#### The data
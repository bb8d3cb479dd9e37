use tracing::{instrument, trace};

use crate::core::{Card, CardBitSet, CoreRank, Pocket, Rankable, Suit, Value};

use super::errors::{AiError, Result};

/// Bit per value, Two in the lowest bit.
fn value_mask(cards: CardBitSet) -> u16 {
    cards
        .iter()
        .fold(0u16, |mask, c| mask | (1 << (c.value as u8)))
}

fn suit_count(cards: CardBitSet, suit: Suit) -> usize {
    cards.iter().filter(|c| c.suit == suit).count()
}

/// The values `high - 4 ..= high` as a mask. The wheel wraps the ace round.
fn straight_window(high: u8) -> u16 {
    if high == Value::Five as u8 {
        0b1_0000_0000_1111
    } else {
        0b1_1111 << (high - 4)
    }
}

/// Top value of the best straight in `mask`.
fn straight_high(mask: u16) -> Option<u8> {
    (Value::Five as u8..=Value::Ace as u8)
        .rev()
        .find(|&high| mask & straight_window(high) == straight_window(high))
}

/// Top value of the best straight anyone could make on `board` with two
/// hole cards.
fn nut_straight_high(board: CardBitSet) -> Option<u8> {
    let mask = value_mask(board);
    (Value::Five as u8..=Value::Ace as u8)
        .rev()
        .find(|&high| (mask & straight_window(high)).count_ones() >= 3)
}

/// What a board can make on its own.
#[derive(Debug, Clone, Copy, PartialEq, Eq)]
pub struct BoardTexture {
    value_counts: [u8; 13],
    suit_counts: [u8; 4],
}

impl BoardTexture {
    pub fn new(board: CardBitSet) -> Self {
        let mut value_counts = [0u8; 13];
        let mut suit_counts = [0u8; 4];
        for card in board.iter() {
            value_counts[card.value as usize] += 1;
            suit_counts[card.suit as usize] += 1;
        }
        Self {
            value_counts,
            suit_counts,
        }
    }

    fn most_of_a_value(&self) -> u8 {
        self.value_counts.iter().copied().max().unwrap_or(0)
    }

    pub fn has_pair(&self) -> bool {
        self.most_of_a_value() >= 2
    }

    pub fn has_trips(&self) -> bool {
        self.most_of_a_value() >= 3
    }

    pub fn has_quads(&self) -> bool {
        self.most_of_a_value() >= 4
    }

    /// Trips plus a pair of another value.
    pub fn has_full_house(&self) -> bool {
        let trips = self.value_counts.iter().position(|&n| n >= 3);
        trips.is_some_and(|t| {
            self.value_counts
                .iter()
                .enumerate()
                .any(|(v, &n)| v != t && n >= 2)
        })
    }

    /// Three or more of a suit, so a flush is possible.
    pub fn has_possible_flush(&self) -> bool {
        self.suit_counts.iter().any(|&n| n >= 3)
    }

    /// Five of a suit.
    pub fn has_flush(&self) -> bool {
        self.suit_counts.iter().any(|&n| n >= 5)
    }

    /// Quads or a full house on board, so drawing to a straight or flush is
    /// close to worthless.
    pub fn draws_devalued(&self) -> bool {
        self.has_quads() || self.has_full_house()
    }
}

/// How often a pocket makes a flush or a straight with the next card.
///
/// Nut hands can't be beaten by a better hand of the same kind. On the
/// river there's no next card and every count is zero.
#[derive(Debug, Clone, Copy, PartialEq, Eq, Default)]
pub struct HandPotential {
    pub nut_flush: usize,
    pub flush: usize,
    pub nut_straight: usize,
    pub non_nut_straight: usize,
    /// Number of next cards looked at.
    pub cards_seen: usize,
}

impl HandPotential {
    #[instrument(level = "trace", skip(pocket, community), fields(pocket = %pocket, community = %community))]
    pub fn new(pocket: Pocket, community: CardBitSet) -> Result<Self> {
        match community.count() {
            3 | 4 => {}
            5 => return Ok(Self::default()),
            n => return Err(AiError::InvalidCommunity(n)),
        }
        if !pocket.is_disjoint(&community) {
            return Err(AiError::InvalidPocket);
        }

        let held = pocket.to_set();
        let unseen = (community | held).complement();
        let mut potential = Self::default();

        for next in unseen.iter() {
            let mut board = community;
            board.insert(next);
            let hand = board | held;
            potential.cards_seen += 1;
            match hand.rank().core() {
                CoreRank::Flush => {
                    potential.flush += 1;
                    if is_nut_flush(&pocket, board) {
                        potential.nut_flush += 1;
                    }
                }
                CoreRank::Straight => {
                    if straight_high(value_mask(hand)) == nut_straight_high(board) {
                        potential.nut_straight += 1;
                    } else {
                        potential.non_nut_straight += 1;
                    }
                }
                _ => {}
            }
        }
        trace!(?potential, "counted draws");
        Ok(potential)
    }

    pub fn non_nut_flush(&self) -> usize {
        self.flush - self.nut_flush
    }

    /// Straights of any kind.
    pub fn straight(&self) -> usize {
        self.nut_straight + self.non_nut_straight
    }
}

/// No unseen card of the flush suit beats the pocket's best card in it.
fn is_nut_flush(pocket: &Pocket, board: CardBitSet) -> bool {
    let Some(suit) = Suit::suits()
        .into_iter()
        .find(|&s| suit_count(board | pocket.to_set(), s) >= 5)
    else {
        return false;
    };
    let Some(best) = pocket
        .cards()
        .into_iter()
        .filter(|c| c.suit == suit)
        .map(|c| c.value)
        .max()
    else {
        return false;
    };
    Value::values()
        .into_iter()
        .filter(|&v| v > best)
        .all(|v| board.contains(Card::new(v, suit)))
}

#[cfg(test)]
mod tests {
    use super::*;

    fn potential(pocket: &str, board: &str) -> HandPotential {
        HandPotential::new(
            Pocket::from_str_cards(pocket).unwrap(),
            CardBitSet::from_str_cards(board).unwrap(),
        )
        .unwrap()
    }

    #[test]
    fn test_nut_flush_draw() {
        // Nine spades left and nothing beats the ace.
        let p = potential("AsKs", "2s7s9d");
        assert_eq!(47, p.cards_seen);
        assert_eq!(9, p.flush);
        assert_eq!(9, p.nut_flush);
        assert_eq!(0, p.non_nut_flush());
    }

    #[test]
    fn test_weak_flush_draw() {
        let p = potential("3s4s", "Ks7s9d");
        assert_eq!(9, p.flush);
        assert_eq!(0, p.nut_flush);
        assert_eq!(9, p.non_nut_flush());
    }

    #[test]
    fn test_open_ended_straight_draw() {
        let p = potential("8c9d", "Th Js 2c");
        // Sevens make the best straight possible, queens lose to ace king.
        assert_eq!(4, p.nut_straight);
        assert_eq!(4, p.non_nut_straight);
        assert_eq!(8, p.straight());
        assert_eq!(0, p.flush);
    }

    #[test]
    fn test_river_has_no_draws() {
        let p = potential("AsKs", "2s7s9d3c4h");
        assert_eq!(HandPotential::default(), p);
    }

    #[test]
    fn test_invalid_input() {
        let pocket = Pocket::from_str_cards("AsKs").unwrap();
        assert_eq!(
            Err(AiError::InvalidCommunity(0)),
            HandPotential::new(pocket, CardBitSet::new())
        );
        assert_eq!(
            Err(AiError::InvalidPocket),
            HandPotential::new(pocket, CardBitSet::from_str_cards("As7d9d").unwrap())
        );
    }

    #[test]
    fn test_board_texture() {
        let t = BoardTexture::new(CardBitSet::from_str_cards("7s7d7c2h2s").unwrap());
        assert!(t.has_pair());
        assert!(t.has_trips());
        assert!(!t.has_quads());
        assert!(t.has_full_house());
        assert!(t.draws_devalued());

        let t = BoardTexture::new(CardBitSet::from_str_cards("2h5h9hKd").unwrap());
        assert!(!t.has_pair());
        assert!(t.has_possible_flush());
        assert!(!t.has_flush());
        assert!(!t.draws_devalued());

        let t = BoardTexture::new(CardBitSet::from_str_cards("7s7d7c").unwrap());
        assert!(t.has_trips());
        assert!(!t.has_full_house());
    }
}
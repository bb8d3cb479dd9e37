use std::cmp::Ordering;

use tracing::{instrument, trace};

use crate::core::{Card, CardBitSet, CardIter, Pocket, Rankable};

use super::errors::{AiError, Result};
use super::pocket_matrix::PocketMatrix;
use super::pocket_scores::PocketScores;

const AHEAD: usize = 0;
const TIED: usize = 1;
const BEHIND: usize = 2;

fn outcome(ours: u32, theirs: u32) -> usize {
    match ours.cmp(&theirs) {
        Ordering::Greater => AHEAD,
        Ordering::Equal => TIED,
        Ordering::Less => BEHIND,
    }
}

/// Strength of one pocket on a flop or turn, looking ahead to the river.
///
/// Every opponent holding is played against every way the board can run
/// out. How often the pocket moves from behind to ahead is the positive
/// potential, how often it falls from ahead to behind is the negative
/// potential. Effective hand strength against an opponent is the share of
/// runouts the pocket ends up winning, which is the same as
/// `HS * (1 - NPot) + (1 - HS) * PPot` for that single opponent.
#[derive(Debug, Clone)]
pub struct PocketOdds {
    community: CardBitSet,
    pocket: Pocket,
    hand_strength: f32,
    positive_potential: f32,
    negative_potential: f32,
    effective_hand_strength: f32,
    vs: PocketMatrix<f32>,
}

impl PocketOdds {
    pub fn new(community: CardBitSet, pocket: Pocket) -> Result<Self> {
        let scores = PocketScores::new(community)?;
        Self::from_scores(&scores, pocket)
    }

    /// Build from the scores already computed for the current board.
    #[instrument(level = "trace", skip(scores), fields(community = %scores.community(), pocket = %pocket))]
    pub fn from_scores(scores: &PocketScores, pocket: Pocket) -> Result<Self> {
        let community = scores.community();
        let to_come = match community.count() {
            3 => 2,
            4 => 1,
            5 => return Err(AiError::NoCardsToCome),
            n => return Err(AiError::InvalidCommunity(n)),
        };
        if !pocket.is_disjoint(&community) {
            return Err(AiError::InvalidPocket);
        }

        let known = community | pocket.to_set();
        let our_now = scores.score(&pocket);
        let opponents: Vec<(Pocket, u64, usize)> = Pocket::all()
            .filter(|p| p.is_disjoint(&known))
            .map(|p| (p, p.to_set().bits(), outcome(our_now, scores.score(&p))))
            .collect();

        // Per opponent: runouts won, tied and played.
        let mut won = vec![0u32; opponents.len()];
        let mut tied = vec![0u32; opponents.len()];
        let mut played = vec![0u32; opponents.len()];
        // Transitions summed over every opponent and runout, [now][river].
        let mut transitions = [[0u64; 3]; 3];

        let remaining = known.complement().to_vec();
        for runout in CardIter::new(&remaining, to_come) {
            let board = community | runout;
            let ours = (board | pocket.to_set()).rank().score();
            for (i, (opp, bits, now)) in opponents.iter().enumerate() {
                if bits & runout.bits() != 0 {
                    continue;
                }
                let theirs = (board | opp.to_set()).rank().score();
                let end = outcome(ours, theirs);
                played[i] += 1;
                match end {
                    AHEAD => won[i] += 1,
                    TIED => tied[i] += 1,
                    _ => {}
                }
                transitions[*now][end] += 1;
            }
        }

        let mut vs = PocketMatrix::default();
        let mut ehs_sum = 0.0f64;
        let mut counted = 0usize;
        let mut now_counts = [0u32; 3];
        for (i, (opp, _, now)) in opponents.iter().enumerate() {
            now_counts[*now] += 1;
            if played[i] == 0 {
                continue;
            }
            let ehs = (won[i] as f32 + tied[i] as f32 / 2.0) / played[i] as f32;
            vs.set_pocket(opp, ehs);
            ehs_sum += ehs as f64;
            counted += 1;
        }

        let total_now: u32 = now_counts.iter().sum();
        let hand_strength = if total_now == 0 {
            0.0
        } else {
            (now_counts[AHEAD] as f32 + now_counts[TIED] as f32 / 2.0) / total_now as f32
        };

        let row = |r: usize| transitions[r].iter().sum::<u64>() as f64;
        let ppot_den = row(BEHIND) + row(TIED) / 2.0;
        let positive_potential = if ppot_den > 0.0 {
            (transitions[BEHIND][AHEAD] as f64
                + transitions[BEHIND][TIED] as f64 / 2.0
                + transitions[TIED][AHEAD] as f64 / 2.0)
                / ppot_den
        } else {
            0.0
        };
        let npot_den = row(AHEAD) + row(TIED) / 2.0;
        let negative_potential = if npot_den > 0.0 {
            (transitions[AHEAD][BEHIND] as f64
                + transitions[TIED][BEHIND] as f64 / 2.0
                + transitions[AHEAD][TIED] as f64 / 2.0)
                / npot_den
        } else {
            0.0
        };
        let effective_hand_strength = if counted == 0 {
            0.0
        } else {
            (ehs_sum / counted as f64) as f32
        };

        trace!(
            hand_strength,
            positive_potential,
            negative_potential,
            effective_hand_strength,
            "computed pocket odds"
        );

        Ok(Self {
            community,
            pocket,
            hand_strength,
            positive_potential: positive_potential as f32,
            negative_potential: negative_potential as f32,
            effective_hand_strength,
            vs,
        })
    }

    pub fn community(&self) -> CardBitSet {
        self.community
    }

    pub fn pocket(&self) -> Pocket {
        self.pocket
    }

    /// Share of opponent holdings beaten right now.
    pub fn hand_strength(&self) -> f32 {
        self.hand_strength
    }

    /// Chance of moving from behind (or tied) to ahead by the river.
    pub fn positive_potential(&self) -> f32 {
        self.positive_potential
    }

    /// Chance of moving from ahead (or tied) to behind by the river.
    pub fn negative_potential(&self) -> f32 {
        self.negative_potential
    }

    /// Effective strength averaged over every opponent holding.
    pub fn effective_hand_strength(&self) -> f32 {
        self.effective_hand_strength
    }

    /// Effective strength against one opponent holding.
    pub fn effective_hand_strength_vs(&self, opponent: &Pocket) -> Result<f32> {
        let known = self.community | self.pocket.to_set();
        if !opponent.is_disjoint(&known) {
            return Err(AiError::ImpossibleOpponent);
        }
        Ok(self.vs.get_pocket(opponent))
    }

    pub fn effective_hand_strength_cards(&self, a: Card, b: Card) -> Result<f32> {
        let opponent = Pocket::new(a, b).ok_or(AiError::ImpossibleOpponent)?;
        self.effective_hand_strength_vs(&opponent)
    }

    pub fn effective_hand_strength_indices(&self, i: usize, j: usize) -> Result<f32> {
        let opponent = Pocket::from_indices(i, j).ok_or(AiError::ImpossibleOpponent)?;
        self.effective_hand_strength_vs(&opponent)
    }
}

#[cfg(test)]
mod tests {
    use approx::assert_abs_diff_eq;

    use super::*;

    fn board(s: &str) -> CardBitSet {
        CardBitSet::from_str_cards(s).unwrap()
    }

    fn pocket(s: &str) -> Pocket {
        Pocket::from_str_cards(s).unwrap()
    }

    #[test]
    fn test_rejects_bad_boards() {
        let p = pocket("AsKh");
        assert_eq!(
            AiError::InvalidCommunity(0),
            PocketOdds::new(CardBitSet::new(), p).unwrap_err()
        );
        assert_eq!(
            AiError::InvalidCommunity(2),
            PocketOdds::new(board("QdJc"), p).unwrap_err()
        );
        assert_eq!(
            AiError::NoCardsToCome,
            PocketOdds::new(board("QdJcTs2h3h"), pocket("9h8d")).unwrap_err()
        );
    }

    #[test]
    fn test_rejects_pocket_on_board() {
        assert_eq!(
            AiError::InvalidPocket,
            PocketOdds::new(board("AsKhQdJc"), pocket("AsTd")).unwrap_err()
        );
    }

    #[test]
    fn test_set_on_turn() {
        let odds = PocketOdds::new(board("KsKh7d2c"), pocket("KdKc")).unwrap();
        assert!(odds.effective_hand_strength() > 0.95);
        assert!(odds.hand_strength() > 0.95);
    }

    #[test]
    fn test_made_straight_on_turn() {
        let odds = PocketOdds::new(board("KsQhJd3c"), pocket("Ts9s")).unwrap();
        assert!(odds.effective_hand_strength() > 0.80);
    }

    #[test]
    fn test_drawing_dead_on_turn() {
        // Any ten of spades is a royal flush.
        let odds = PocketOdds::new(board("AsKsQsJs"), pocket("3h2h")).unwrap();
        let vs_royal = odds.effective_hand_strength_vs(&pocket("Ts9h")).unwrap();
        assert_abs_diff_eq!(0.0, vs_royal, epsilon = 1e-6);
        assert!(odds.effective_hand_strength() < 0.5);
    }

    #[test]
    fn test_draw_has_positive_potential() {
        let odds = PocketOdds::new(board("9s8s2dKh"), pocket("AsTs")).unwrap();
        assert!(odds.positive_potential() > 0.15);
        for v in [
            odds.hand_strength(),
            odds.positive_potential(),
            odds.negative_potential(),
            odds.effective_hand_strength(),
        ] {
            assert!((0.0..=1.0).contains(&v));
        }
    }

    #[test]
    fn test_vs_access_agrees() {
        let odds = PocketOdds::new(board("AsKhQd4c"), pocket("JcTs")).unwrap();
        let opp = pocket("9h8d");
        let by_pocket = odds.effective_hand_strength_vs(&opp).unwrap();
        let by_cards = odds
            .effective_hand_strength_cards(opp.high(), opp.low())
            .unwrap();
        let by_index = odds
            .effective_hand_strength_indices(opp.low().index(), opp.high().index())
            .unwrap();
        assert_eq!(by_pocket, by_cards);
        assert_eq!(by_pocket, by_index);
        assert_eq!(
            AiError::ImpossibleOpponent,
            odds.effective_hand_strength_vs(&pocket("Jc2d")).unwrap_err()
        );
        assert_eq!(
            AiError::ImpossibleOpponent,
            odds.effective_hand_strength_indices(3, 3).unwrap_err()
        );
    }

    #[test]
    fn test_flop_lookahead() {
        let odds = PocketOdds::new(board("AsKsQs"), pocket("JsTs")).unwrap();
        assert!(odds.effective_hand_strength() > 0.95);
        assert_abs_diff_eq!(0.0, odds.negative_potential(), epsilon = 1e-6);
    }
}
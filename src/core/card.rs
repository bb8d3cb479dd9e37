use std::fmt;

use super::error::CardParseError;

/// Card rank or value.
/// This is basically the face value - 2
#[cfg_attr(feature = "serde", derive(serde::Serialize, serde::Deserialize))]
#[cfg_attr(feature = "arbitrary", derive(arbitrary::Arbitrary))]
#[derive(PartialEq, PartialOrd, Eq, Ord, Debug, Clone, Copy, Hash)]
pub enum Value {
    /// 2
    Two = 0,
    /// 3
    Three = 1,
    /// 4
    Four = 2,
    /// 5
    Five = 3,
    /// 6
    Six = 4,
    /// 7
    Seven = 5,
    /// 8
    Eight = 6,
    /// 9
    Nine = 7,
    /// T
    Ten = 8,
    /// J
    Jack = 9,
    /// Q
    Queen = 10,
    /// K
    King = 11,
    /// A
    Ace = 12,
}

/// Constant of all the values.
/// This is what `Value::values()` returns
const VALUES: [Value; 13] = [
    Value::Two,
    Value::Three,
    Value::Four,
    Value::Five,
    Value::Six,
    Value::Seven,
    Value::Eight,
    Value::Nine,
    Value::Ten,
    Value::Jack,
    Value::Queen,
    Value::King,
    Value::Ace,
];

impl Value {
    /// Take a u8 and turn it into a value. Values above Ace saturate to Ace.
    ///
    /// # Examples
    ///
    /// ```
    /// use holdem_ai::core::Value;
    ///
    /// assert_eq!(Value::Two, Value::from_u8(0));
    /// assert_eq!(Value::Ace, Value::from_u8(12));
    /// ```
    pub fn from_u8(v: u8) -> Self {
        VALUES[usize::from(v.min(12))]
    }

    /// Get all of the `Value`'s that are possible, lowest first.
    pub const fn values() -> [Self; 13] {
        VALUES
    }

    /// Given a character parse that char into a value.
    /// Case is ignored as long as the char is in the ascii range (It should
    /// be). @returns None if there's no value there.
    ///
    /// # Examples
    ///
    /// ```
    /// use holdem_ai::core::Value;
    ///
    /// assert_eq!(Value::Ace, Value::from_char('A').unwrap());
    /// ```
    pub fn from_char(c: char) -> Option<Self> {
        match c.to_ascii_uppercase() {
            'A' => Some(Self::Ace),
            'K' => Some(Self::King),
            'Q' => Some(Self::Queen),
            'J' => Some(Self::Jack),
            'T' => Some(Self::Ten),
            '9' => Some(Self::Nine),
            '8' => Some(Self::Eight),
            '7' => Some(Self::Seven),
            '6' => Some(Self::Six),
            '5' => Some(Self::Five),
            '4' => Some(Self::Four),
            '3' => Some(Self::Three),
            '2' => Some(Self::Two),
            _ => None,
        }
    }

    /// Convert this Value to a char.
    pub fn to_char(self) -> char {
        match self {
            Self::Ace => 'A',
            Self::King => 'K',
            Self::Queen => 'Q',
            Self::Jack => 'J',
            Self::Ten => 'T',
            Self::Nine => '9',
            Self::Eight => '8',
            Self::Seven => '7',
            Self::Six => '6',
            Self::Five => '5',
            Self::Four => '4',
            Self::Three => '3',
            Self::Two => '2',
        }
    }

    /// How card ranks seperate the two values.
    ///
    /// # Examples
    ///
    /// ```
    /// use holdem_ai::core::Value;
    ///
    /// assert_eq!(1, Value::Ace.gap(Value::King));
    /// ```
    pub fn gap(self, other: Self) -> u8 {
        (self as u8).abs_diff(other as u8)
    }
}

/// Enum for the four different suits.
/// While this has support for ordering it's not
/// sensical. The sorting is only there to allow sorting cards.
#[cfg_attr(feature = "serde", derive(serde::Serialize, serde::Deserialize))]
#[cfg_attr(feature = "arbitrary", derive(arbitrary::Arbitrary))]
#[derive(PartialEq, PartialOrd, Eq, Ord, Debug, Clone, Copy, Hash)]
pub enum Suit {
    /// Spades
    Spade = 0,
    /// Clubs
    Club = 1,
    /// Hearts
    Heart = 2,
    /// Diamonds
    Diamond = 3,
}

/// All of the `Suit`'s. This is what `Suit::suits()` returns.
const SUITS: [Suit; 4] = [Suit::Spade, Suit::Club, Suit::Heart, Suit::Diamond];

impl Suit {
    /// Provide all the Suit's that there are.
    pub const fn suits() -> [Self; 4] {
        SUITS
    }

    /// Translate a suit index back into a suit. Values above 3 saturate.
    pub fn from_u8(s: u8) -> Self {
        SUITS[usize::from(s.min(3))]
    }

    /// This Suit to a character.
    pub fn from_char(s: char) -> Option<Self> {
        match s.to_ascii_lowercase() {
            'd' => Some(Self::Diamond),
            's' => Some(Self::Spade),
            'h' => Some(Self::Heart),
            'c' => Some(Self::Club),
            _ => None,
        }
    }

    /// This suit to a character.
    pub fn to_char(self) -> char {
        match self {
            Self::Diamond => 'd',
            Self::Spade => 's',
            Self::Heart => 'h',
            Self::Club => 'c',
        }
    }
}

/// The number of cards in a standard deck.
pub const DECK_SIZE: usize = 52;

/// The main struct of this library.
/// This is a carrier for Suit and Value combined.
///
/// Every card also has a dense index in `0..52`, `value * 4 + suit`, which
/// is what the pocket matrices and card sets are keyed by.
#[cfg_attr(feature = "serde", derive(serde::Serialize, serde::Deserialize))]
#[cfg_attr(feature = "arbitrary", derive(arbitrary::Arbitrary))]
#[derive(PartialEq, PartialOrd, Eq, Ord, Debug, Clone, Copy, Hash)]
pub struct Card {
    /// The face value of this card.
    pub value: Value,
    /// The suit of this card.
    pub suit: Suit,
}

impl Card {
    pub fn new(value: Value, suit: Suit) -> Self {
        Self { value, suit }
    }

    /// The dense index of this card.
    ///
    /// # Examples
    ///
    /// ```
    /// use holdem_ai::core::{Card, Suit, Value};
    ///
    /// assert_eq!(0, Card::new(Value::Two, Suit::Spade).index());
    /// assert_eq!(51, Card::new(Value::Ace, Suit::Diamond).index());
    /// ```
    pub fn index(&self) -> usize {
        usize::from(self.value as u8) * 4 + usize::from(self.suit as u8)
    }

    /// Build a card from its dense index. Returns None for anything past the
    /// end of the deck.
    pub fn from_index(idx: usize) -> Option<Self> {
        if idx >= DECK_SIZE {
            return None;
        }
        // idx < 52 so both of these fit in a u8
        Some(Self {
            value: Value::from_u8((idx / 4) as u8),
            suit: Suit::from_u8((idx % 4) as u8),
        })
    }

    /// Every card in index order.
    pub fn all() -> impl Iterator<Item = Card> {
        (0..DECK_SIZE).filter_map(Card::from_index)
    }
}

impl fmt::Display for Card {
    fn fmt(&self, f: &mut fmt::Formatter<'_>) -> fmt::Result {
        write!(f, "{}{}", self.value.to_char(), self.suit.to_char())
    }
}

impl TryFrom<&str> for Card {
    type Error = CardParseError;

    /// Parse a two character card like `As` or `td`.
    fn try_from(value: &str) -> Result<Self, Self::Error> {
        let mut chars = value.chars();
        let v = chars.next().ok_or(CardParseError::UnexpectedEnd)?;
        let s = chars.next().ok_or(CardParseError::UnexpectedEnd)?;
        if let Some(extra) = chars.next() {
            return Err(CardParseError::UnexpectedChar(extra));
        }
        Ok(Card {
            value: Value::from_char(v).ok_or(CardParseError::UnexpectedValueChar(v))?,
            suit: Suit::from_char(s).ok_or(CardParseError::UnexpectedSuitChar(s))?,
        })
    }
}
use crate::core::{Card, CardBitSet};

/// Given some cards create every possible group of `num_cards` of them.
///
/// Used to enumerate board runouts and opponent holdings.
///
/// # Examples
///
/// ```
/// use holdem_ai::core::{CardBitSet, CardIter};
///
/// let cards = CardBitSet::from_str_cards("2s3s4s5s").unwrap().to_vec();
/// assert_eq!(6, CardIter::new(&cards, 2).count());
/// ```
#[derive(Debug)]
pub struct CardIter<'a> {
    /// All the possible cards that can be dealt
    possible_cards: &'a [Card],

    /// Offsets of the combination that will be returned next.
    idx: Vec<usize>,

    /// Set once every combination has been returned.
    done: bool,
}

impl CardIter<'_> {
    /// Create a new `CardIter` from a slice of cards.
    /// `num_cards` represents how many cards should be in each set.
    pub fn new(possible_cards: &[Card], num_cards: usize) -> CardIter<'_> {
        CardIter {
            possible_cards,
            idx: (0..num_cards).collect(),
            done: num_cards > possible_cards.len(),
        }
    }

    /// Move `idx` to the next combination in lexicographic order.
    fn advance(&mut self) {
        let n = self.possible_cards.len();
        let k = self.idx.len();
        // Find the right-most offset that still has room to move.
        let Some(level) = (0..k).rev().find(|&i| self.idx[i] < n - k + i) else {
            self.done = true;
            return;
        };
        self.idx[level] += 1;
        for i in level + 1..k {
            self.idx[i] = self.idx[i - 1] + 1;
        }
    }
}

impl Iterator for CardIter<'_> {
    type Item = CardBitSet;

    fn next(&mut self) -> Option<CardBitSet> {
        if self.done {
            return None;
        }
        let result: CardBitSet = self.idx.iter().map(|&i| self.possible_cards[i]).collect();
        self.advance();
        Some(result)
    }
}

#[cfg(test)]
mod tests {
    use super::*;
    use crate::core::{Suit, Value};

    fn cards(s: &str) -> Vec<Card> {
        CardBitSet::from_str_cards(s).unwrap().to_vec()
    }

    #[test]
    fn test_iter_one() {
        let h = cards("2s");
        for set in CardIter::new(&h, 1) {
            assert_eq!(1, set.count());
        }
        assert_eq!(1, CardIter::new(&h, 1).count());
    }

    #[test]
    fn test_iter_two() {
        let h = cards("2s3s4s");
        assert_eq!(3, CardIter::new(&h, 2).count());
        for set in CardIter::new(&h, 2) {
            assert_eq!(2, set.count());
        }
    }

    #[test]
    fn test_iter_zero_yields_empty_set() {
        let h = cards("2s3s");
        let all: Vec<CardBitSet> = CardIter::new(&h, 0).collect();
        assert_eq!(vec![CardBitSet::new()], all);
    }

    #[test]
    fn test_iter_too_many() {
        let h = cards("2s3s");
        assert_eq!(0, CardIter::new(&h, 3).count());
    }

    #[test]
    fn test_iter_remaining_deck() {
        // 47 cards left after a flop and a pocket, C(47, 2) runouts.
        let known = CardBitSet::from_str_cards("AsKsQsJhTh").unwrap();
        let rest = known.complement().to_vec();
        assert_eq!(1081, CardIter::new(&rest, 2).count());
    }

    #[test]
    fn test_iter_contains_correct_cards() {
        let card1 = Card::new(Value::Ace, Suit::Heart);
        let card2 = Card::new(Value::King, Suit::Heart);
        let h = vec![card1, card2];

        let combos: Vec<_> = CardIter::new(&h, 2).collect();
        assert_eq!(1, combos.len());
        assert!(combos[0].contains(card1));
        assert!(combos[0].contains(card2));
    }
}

#### Task details
Return all lines of the material above in which "PocketOdds" occurs.

#### Response for this exercise
pub struct PocketOdds {
impl PocketOdds {
            PocketOdds::new(CardBitSet::new(), p).unwrap_err()
            PocketOdds::new(board("QdJc"), p).unwrap_err()
            PocketOdds::new(board("QdJcTs2h3h"), pocket("9h8d")).unwrap_err()
            PocketOdds::new(board("AsKhQdJc"), pocket("AsTd")).unwrap_err()
        let odds = PocketOdds::new(board("KsKh7d2c"), pocket("KdKc")).unwrap();
        let odds = PocketOdds::new(board("KsQhJd3c"), pocket("Ts9s")).unwrap();
        let odds = PocketOdds::new(board("AsKsQsJs"), pocket("3h2h")).unwrap();
        let odds = PocketOdds::new(board("9s8s2dKh"), pocket("AsTs")).unwrap();
        let odds = PocketOdds::new(board("AsKhQd4c"), pocket("JcTs")).unwrap();
        let odds = PocketOdds::new(board("AsKsQs"), pocket("JsTs")).unwrap();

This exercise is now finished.